Je quitte le parc et je prends la direction de l’Est. C’est sans doute un vieux réflexe qui me reste de ma longue marche vers l’Orient. J’aime marcher au matin ébloui par le soleil levant. Mes pas me mènent vers Saint-Josse-ten-Noode. Je traverse le Parc du Cinquantenaire et j’emprunte la rue du Noyer. Il fait chaud. Assis sur une chaise, un homme âgé égraine son chapelet. Il est araméen. Il observe le va-et-vient de ceux qui se rendent dans la salle paroissiale où on tape la carte. Pas une femme dans la salle pour adoucir de sa seule presence l’ardeur bruyante des hommes.

Je franchis la chaussée de Louvain et j’entre dans Saint-Josse-ten-Noode. Le soleil est d’acier, la chaleur devient écrasante. La vie grouille et on s’affaire aux emplettes pour la rupture du jeûne de ce soir. J’entre dans une mosquée marrocaine qu’un jeune réfugié Syrien de Lattaquie m’indique. En y entrant on me demande d’aider à porter un panier de nourriture à la cuisine. Je rencontre le responsable de la petite mosquée de la rue Braemt. Il m’accueille avec magnanimité.

– Dans la maison de Dieu, tout le monde est le bienvenu. Mais pas  pour loger.

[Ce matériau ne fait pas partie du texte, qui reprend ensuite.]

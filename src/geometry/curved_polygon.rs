use std::fmt;

use crate::error::{GeometryError, Result, TopologyError};

use super::Curve;

/// A planar region bounded by a piecewise chain of Bezier curves.
///
/// Edge direction matters: every edge must begin exactly where the previous
/// one ended, and the last edge must wrap around to the first. Endpoints
/// are compared by exact floating-point equality, and the invariant is
/// checked once at construction, never again.
#[derive(Debug, Clone)]
pub struct CurvedPolygon {
    edges: Vec<Curve>,
}

impl CurvedPolygon {
    /// Creates a curved polygon from its ordered boundary edges.
    ///
    /// # Errors
    ///
    /// Returns [`TopologyError::TooFewSides`] for fewer than two edges,
    /// [`GeometryError::DimensionMismatch`] if any edge is not planar, or
    /// [`TopologyError::EndpointMismatch`] if consecutive edges (including
    /// the closing pair) do not share an exact endpoint.
    pub fn new(edges: Vec<Curve>) -> Result<Self> {
        if edges.len() < 2 {
            return Err(TopologyError::TooFewSides(edges.len()).into());
        }
        for edge in &edges {
            if edge.dimension() != 2 {
                return Err(GeometryError::DimensionMismatch {
                    expected: 2,
                    actual: edge.dimension(),
                }
                .into());
            }
        }
        for (index, edge) in edges.iter().enumerate() {
            let next = &edges[(index + 1) % edges.len()];
            if edge.last_node() != next.first_node() {
                return Err(TopologyError::EndpointMismatch { index }.into());
            }
        }
        Ok(Self { edges })
    }

    /// Returns the number of sides of the polygon.
    #[must_use]
    pub fn num_sides(&self) -> usize {
        self.edges.len()
    }

    /// Returns the boundary edges in order.
    #[must_use]
    pub fn edges(&self) -> &[Curve] {
        &self.edges
    }
}

impl fmt::Display for CurvedPolygon {
    fn fmt(&self, f: &mut fmt::Formatter<'_>) -> fmt::Result {
        write!(f, "<CurvedPolygon (num_sides={})>", self.num_sides())
    }
}

#[cfg(test)]
#[allow(clippy::unwrap_used)]
mod tests {
    use crate::error::{BezixError, GeometryError, TopologyError};
    use crate::math::NodeMatrix;

    use super::*;

    fn curve(rows: usize, values: &[f64]) -> Curve {
        Curve::new(NodeMatrix::from_row_slice(rows, 2, values)).unwrap()
    }

    fn unit_square_edges() -> Vec<Curve> {
        vec![
            curve(3, &[0.0, 0.0, 0.5, -1.0, 1.0, 0.0]),
            curve(2, &[1.0, 0.0, 1.0, 1.0]),
            curve(3, &[1.0, 1.0, 0.5, 2.0, 0.0, 1.0]),
            curve(2, &[0.0, 1.0, 0.0, 0.0]),
        ]
    }

    #[test]
    fn chained_edges_construct() {
        let polygon = CurvedPolygon::new(unit_square_edges()).unwrap();
        assert_eq!(polygon.num_sides(), 4);
        assert_eq!(polygon.edges().len(), 4);
    }

    #[test]
    fn display_reports_side_count() {
        let polygon = CurvedPolygon::new(unit_square_edges()).unwrap();
        assert_eq!(polygon.to_string(), "<CurvedPolygon (num_sides=4)>");
    }

    #[test]
    fn single_edge_is_rejected() {
        let edges = vec![curve(2, &[0.0, 0.0, 1.0, 0.0])];
        assert!(matches!(
            CurvedPolygon::new(edges),
            Err(BezixError::Topology(TopologyError::TooFewSides(1)))
        ));
    }

    #[test]
    fn mismatched_junction_is_rejected() {
        let mut edges = unit_square_edges();
        // Break the wrap-around junction: the last edge no longer ends at
        // the first edge's start.
        edges[3] = curve(2, &[0.0, 1.0, 0.5, 0.0]);
        assert!(matches!(
            CurvedPolygon::new(edges),
            Err(BezixError::Topology(TopologyError::EndpointMismatch {
                index: 3
            }))
        ));
    }

    #[test]
    fn non_planar_edge_is_rejected() {
        let flat = curve(2, &[0.0, 0.0, 1.0, 0.0]);
        let spatial = Curve::new(NodeMatrix::from_row_slice(
            2,
            3,
            &[1.0, 0.0, 0.0, 0.0, 0.0, 0.0],
        ))
        .unwrap();
        assert!(matches!(
            CurvedPolygon::new(vec![flat, spatial]),
            Err(BezixError::Geometry(GeometryError::DimensionMismatch {
                expected: 2,
                actual: 3,
            }))
        ));
    }
}
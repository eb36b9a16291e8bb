use std::fmt;

use crate::error::{GeometryError, Result};
use crate::math::{AmbientPoint, NodeMatrix};

/// A Bezier triangle: a mapping from the unit simplex in barycentric
/// coordinates onto a surface in ambient space.
///
/// Nodes are ordered over the triangular index lattice left-to-right,
/// bottom-to-top: for degree 2 the rows are
/// `v200, v110, v020, v101, v011, v002`.
#[derive(Debug, Clone)]
pub struct Surface {
    nodes: NodeMatrix,
    degree: usize,
    dimension: usize,
    area: Option<f64>,
}

impl Surface {
    /// Creates a surface from a control-point table (one row per control
    /// point, one column per ambient coordinate).
    ///
    /// # Errors
    ///
    /// Returns [`GeometryError::InvalidShape`] if the node count is not a
    /// triangular number or the ambient dimension is zero.
    pub fn new(nodes: NodeMatrix) -> Result<Self> {
        let degree = Self::degree_from_node_count(nodes.nrows())?;
        if nodes.ncols() == 0 {
            return Err(
                GeometryError::InvalidShape("ambient dimension must be at least 1".into()).into(),
            );
        }
        let dimension = nodes.ncols();
        Ok(Self {
            nodes,
            degree,
            dimension,
            area: None,
        })
    }

    /// Solves `(d + 1)(d + 2) / 2 = num_nodes` for the degree `d`.
    ///
    /// Uses the closed-form inverse `d = (sqrt(8n + 1) - 3) / 2`, rounds to
    /// the nearest integer, then re-verifies the triangular-number identity
    /// exactly so floating-point drift cannot accept a wrong degree.
    ///
    /// # Errors
    ///
    /// Returns [`GeometryError::InvalidShape`] if `num_nodes` is not a
    /// triangular number.
    pub fn degree_from_node_count(num_nodes: usize) -> Result<usize> {
        if num_nodes == 0 {
            return Err(GeometryError::InvalidShape(
                "a surface requires at least 1 control point".into(),
            )
            .into());
        }
        #[allow(clippy::cast_precision_loss)]
        let approximate = 0.5 * ((8.0 * num_nodes as f64 + 1.0).sqrt() - 3.0);
        #[allow(clippy::cast_possible_truncation, clippy::cast_sign_loss)]
        let degree = approximate.round().max(0.0) as usize;
        if (degree + 1) * (degree + 2) == 2 * num_nodes {
            Ok(degree)
        } else {
            Err(
                GeometryError::InvalidShape(format!("{num_nodes} is not a triangular number"))
                    .into(),
            )
        }
    }

    /// Returns the control-point table.
    #[must_use]
    pub fn nodes(&self) -> &NodeMatrix {
        &self.nodes
    }

    /// Returns the polynomial degree inferred from the node count.
    #[must_use]
    pub fn degree(&self) -> usize {
        self.degree
    }

    /// Returns the dimension of the ambient space.
    #[must_use]
    pub fn dimension(&self) -> usize {
        self.dimension
    }

    /// Evaluates the surface at barycentric coordinates
    /// `(lambda1, lambda2, lambda3)` via the triangular de Casteljau scheme.
    ///
    /// Each round blends the three lattice neighbours of every sub-triangle;
    /// after `degree` rounds a single point remains. Coordinates of points
    /// on the unit simplex are non-negative and sum to 1.
    #[must_use]
    pub fn evaluate(&self, lambda1: f64, lambda2: f64, lambda3: f64) -> AmbientPoint {
        let mut work: Vec<AmbientPoint> = self
            .nodes
            .row_iter()
            .map(|row| row.clone_owned())
            .collect();
        let mut degree = self.degree;
        while degree > 0 {
            let next_degree = degree - 1;
            let mut next = Vec::with_capacity((next_degree + 1) * (next_degree + 2) / 2);
            for k in 0..=next_degree {
                for j in 0..=(next_degree - k) {
                    let a = &work[lattice_index(degree, k, j)];
                    let b = &work[lattice_index(degree, k, j + 1)];
                    let c = &work[lattice_index(degree, k + 1, j)];
                    next.push(a * lambda1 + b * lambda2 + c * lambda3);
                }
            }
            work = next;
            degree = next_degree;
        }
        work.swap_remove(0)
    }

    /// The area of the surface.
    ///
    /// # Errors
    ///
    /// Returns [`GeometryError::NotImplemented`] if no value has been
    /// cached: the computation itself is not available yet, which is
    /// distinct from a zero area or a bad input.
    pub fn area(&self) -> Result<f64> {
        self.area
            .ok_or_else(|| GeometryError::NotImplemented("surface area").into())
    }

    /// Caches an externally computed area value, after which [`Self::area`]
    /// returns it.
    pub fn set_area(&mut self, area: f64) {
        self.area = Some(area);
    }
}

impl fmt::Display for Surface {
    fn fmt(&self, f: &mut fmt::Formatter<'_>) -> fmt::Result {
        write!(
            f,
            "<Surface (degree={}, dimension={})>",
            self.degree, self.dimension
        )
    }
}

/// Row-major index of lattice node `(k, j)` in a degree `degree` triangle,
/// where `k` counts rows from the bottom and `j` positions within a row.
fn lattice_index(degree: usize, k: usize, j: usize) -> usize {
    k * (degree + 1) - (k * k - k) / 2 + j
}
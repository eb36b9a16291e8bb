mod intersection;

pub use intersection::{all_intersections, Intersection, IntersectionConfig};
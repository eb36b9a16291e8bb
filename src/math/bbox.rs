use super::NodeMatrix;

/// Axis-aligned bounding box of a control-point table.
///
/// A Bezier curve lies within the convex hull of its control points, so the
/// box spanned by the nodes is a safe (if not tight) enclosure of the curve
/// itself.
#[derive(Debug, Clone, PartialEq)]
pub struct BoundingBox {
    min: Vec<f64>,
    max: Vec<f64>,
}

impl BoundingBox {
    /// Computes the per-coordinate min/max over all control points.
    #[must_use]
    pub fn from_nodes(nodes: &NodeMatrix) -> Self {
        let dimension = nodes.ncols();
        let mut min = vec![f64::INFINITY; dimension];
        let mut max = vec![f64::NEG_INFINITY; dimension];
        for row in nodes.row_iter() {
            for (j, &value) in row.iter().enumerate() {
                if value < min[j] {
                    min[j] = value;
                }
                if value > max[j] {
                    max[j] = value;
                }
            }
        }
        Self { min, max }
    }

    /// Exact closed-interval overlap test in every dimension.
    ///
    /// Boxes that merely touch count as overlapping: a shared boundary can
    /// still hold a real intersection, and false positives are resolved
    /// later when the corrector fails to converge.
    #[must_use]
    pub fn overlaps(&self, other: &Self) -> bool {
        self.min
            .iter()
            .zip(&self.max)
            .zip(other.min.iter().zip(&other.max))
            .all(|((a_min, a_max), (b_min, b_max))| a_min <= b_max && b_min <= a_max)
    }

    /// Minimum corner of the box.
    #[must_use]
    pub fn min(&self) -> &[f64] {
        &self.min
    }

    /// Maximum corner of the box.
    #[must_use]
    pub fn max(&self) -> &[f64] {
        &self.max
    }
}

J’arpente les petites ruelles paisibles de St.-Josse et je me laisse porter par le brouhaha des commerçants qui négocient sur le pas de porte de leurs commerces. À l’approche de Schaerbeek, dans les cafés, on semble moins se tenir aux prérogatives qu’impose le jeûne en ce saint mois de ramadan.

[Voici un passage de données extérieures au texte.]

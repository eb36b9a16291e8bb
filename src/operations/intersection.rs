use std::collections::VecDeque;

use crate::error::{GeometryError, Result};
use crate::geometry::Curve;
use crate::math::bbox::BoundingBox;
use crate::math::{de_casteljau, Matrix2, NodeMatrix, Point2, Vector2};

/// A single intersection between two curves.
///
/// Borrows the curves it refers to: `s` parametrizes `left` and `t`
/// parametrizes `right`, with `point = left.evaluate(s)`.
#[derive(Debug, Clone)]
pub struct Intersection<'a> {
    /// Parameter on the left curve.
    pub s: f64,
    /// Parameter on the right curve.
    pub t: f64,
    /// The intersection point in ambient space.
    pub point: Point2,
    /// The left curve.
    pub left: &'a Curve,
    /// The right curve.
    pub right: &'a Curve,
}

/// Tunable thresholds for the intersection search.
#[derive(Debug, Clone)]
pub struct IntersectionConfig {
    /// Minimum parameter-interval width at which subdivision stops and the
    /// Newton corrector takes over.
    pub convergence_threshold: f64,
    /// Maximum parameter distance (max-norm over `(s, t)`) at which two
    /// converged roots count as the same geometric intersection.
    pub dedup_tolerance: f64,
    /// Iteration cap for the Newton corrector.
    pub max_newton_iterations: usize,
    /// Newton step norm below which a candidate counts as converged.
    pub newton_tolerance: f64,
}

impl Default for IntersectionConfig {
    fn default() -> Self {
        let convergence_threshold = 2.0_f64.powi(-20);
        Self {
            convergence_threshold,
            // Scaled to the subdivision cell size rather than machine
            // epsilon: a grazing tangency approached from several branches
            // must still collapse to one reported cluster.
            dedup_tolerance: convergence_threshold * 64.0,
            max_newton_iterations: 20,
            newton_tolerance: 1e-13,
        }
    }
}

/// One side of a candidate pair: a subdivided span of an original curve.
#[derive(Debug, Clone)]
struct Span {
    nodes: NodeMatrix,
    start: f64,
    end: f64,
}

impl Span {
    fn whole(curve: &Curve) -> Self {
        Self {
            nodes: curve.nodes().clone(),
            start: 0.0,
            end: 1.0,
        }
    }

    fn width(&self) -> f64 {
        self.end - self.start
    }

    fn midpoint(&self) -> f64 {
        0.5 * (self.start + self.end)
    }

    fn split(&self) -> (Self, Self) {
        let (left, right) = de_casteljau::split(&self.nodes);
        let mid = self.midpoint();
        (
            Self {
                nodes: left,
                start: self.start,
                end: mid,
            },
            Self {
                nodes: right,
                start: mid,
                end: self.end,
            },
        )
    }
}

/// Finds all intersection points between each pair of curves.
///
/// Bounding-box subdivision prunes the parameter square down to spans
/// narrower than the convergence threshold, a two-variable Newton corrector
/// refines each surviving candidate, and near-identical roots are collapsed
/// into one reported intersection per cluster. Pruned branches and
/// candidates whose corrector fails to converge are dropped silently; both
/// are expected outcomes of the search, not failures.
///
/// Results are deterministic: candidates are processed in queue order and
/// each cluster is reported at its first converged representative.
///
/// # Errors
///
/// Returns [`GeometryError::DimensionMismatch`] if any curve is not planar:
/// the corrector solves a square two-variable system.
pub fn all_intersections<'a>(
    pairs: &[(&'a Curve, &'a Curve)],
    config: &IntersectionConfig,
) -> Result<Vec<Intersection<'a>>> {
    let mut results = Vec::new();
    for &(left, right) in pairs {
        for curve in [left, right] {
            if curve.dimension() != 2 {
                return Err(GeometryError::DimensionMismatch {
                    expected: 2,
                    actual: curve.dimension(),
                }
                .into());
            }
        }
        intersect_pair(left, right, config, &mut results);
    }
    Ok(results)
}

/// Runs the subdivision worklist for one curve pair, appending one
/// intersection per deduplicated root cluster.
fn intersect_pair<'a>(
    left: &'a Curve,
    right: &'a Curve,
    config: &IntersectionConfig,
    results: &mut Vec<Intersection<'a>>,
) {
    let left_hodograph = de_casteljau::derivative_nodes(left.nodes());
    let right_hodograph = de_casteljau::derivative_nodes(right.nodes());

    let mut queue = VecDeque::new();
    queue.push_back((Span::whole(left), Span::whole(right)));
    let mut roots: Vec<(f64, f64)> = Vec::new();

    while let Some((a, b)) = queue.pop_front() {
        let box_a = BoundingBox::from_nodes(&a.nodes);
        let box_b = BoundingBox::from_nodes(&b.nodes);
        if !box_a.overlaps(&box_b) {
            continue;
        }

        let a_converged = a.width() <= config.convergence_threshold;
        let b_converged = b.width() <= config.convergence_threshold;
        if a_converged && b_converged {
            // A corrector that fails here signals a false-positive box
            // overlap; the candidate is dropped, not reported as an error.
            if let Some((s, t)) = refine(
                left.nodes(),
                &left_hodograph,
                right.nodes(),
                &right_hodograph,
                a.midpoint(),
                b.midpoint(),
                config,
            ) {
                let duplicate = roots.iter().any(|&(root_s, root_t)| {
                    (root_s - s).abs() <= config.dedup_tolerance
                        && (root_t - t).abs() <= config.dedup_tolerance
                });
                if !duplicate {
                    roots.push((s, t));
                    let point = left.evaluate(s);
                    results.push(Intersection {
                        s,
                        t,
                        point: Point2::new(point[0], point[1]),
                        left,
                        right,
                    });
                }
            }
        } else if a_converged {
            let (b0, b1) = b.split();
            queue.push_back((a.clone(), b0));
            queue.push_back((a, b1));
        } else if b_converged {
            let (a0, a1) = a.split();
            queue.push_back((a0, b.clone()));
            queue.push_back((a1, b));
        } else {
            let (a0, a1) = a.split();
            let (b0, b1) = b.split();
            queue.push_back((a0.clone(), b0.clone()));
            queue.push_back((a0, b1.clone()));
            queue.push_back((a1.clone(), b0));
            queue.push_back((a1, b1));
        }
    }
}

/// Newton iteration on `F(s, t) = B1(s) - B2(t)` from the interval
/// midpoints. The Jacobian columns are the hodograph evaluations
/// `[B1'(s), -B2'(t)]`; the 2x2 system is solved by LU decomposition.
///
/// Convergence is declared once an applied step is smaller than the Newton
/// tolerance, so the quadratic convergence of the final step leaves the
/// root accurate to a few ULPs. Returns `None` when the iteration stalls,
/// the Jacobian is singular, or the root lies outside the unit parameter
/// square; all of these signal a false-positive box overlap.
#[allow(clippy::similar_names)]
fn refine(
    left_nodes: &NodeMatrix,
    left_hodograph: &NodeMatrix,
    right_nodes: &NodeMatrix,
    right_hodograph: &NodeMatrix,
    s0: f64,
    t0: f64,
    config: &IntersectionConfig,
) -> Option<(f64, f64)> {
    let mut s = s0;
    let mut t = t0;
    for _ in 0..config.max_newton_iterations {
        let p = de_casteljau::evaluate(left_nodes, s);
        let q = de_casteljau::evaluate(right_nodes, t);
        let residual = Vector2::new(p[0] - q[0], p[1] - q[1]);

        let dp = de_casteljau::evaluate(left_hodograph, s);
        let dq = de_casteljau::evaluate(right_hodograph, t);
        let jacobian = Matrix2::new(dp[0], -dq[0], dp[1], -dq[1]);
        let step = jacobian.lu().solve(&residual)?;

        s -= step[0];
        t -= step[1];
        if step.norm() <= config.newton_tolerance {
            let slack = config.convergence_threshold;
            if s < -slack || s > 1.0 + slack || t < -slack || t > 1.0 + slack {
                return None;
            }
            return Some((s.clamp(0.0, 1.0), t.clamp(0.0, 1.0)));
        }
    }
    None
}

Au bout de la rue Josaphat, la large avenue Louis Bertrand rompt -par son allure bourgeoise et généreuse en formes voluptueuses- avec les petites ruelles des arriere-quartiers. Je franchis la chaussée de Haecht. De grosses berlines qui semblent offrir à leurs propriétaires une fausse impression de prestance, défilent. Je fuis cette artère bruyante et je redescends de l’autre côté. En bas du côteau, le mur du chemin de fer me barre la route. Des panneaux clignotants indiquent la direction des urinoirs qui jalonnent la rue d’Aerschot, le quartier chaud de la gare du Nord. Derrière les fenêtres des maisons closes, les regards sont insistants. Je me laisse happer par le goulot d’entrée à l’arrière de la gare. Il aspire tous les fonctionnaires qui passent par là. À l’interieur, je suis emporté par une masse uniforme qui se diffuse à la hauteur desdquais. Les regards sont fuyants. Ils est 17h15. Le flux ne tarit pas.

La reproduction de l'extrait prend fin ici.